Pregunta
¿Cómo puedo vivir los mandamientos sin excepciones?
Respuesta

Imagina entrar a un gran buffet. De manera natural, eliges lo que te gusta y pasas de largo aquello que no te llama la atención. Es una actitud completamente normal frente a la comida, pero el problema surge cuando empezamos a trasladar esa misma lógica a nuestra vida espiritual.
En una época donde la preferencia personal suele tener la última palabra, puede resultar tentador tratar los mandamientos como si fueran opciones: seguir aquellos que resultan cómodos y dejar de lado los que exigen sacrificio. Sin embargo, el Evangelio no fue diseñado para vivirse de forma selectiva.
El élder Neal A. Maxwell advirtió sobre este peligro al enseñar que nuestra relación con los profetas vivientes no es una en la que podamos escoger solo lo que nos agrada. Como expresó:
“Nuestra relación con los profetas vivientes no es una en la cual sus palabras sean un smorgasbord del cual tomamos solo aquello que nos agrada. Debemos participar de todo lo que se nos ofrece, incluyendo la espinaca, ¡y dejar el plato limpio!”.
Este principio no es nuevo. Hugh Nibley lo explicó con claridad al señalar que “si guardo solo algunos de los Diez Mandamientos, no estoy guardando los Diez Mandamientos; si pago solo una parte de mis diezmos, no estoy pagando diezmo; si vivo la ley de obediencia solo cuando me conviene, no la estoy viviendo”. En otras palabras, la obediencia parcial no es verdadera obediencia.

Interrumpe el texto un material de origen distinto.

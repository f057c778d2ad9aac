//! modvault format core - tracker module decoding and MOD document round-tripping
//!
//! This crate decodes the four classic tracker formats into an in-memory song
//! and turns ProTracker modules into a structured document and back again.
//! It never touches the filesystem: every entry point takes a byte slice.
//!
//! # Formats
//!
//! - **ProTracker (MOD)**: 31 samples, 4/6/8 channels, fully decoded patterns
//! - **ScreamTracker 3 (S3M)**: parapointer tables, PCM samples (`SCRS` records)
//! - **FastTracker II (XM)**: instruments owning delta-coded or ADPCM samples
//! - **Impulse Tracker (IT)**: absolute offsets, `IMPI`/`IMPS` records, song message
//!
//! # Example
//!
//! ```ignore
//! use modvault_format::{document, load};
//!
//! let bytes = std::fs::read("song.mod")?;
//! let module = load(&bytes)?;
//! println!("{} ({}), {} patterns", module.title(), module.format(), module.pattern_count());
//!
//! let doc = document::export(&module)?;
//! let rebuilt = document::import(&doc)?;
//! ```
//!
//! # Module Structure
//!
//! - [`loader`]: format sniffing and dispatch
//! - [`protracker`], [`s3m`], [`xm`], [`it`]: per-format decoders
//! - [`note`]: packed note codec and period/pitch names
//! - [`pattern`]: fixed-shape pattern grid
//! - [`sample`]: delta and ADPCM sample decompression
//! - [`document`]: ProTracker document export/import

pub mod document;
pub mod error;
pub mod it;
pub mod loader;
pub mod module;
pub mod note;
pub mod pattern;
pub mod protracker;
pub mod reader;
pub mod s3m;
pub mod sample;
pub mod xm;

mod text;

// Re-export main types
pub use document::{export, import, ModuleDocument};
pub use error::{ModuleError, Result};
pub use loader::{load, sniff};
pub use module::{Instrument, InstrumentView, Module, ModuleFormat, Sample, SampleInfo};
pub use note::{pitch_name, Note};
pub use pattern::{Pattern, Row};

/// Crate version.
pub const VERSION: &str = env!("CARGO_PKG_VERSION");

Muchas veces este enfoque selectivo no nace de rebeldía, sino de presión social o de luchas sinceras. A medida que los valores culturales cambian, adaptar los estándares divinos puede parecer razonable. Sin embargo, el discipulado propone algo distinto: una obediencia que nace del amor y no de la conveniencia.
El élder Robert D. Hales enseñó que los mandamientos son “instrucciones amorosas proporcionadas por Dios nuestro Padre para nuestro bienestar físico y espiritual y nuestra felicidad”. No buscan limitar, sino guiar. Cuando se viven con constancia, fortalecen la fe, permiten la compañía del Espíritu y brindan protección espiritual.
El presidente Thomas S. Monson también enseñó que “el conocimiento que buscamos, las respuestas que anhelamos y la fortaleza que deseamos hoy… pueden ser nuestras cuando obedecemos voluntariamente los mandamientos del Señor”. El desafío aparece cuando comenzamos a justificar pequeñas excepciones. Ese “solo esta vez” puede parecer inofensivo, pero con el tiempo debilita el compromiso.

Esto no significa que se espere perfección inmediata. Solo el Salvador vivió en completa obediencia. El Evangelio no se centra en la perfección, sino en la dirección del corazón. Como enseñan las Escrituras, “Jehová mira el corazón” (1 Samuel 16:7). Cuando alguien procura obedecer sinceramente y se arrepiente al fallar, la gracia de Cristo cubre la distancia entre el esfuerzo y la meta.
El Señor no solo desea que evitemos el pecado, sino que también transforme nuestros deseos. Ese proceso es gradual y requiere constancia. Cada pequeña decisión suma y cada intento fortalece.
Además, el camino no siempre es lineal. Las circunstancias personales pueden limitar lo que alguien puede hacer en determinado momento. En esos casos, el élder David A. Bednar ha enseñado que el Señor nos juzga con una combinación perfecta de compasión y expectativa.
Vivir los mandamientos se expresa en lo cotidiano: en lo que consumimos, en cómo usamos nuestro tiempo y en nuestras decisiones privadas. No se trata de un compromiso hecho una sola vez, sino de una decisión que se renueva día a día.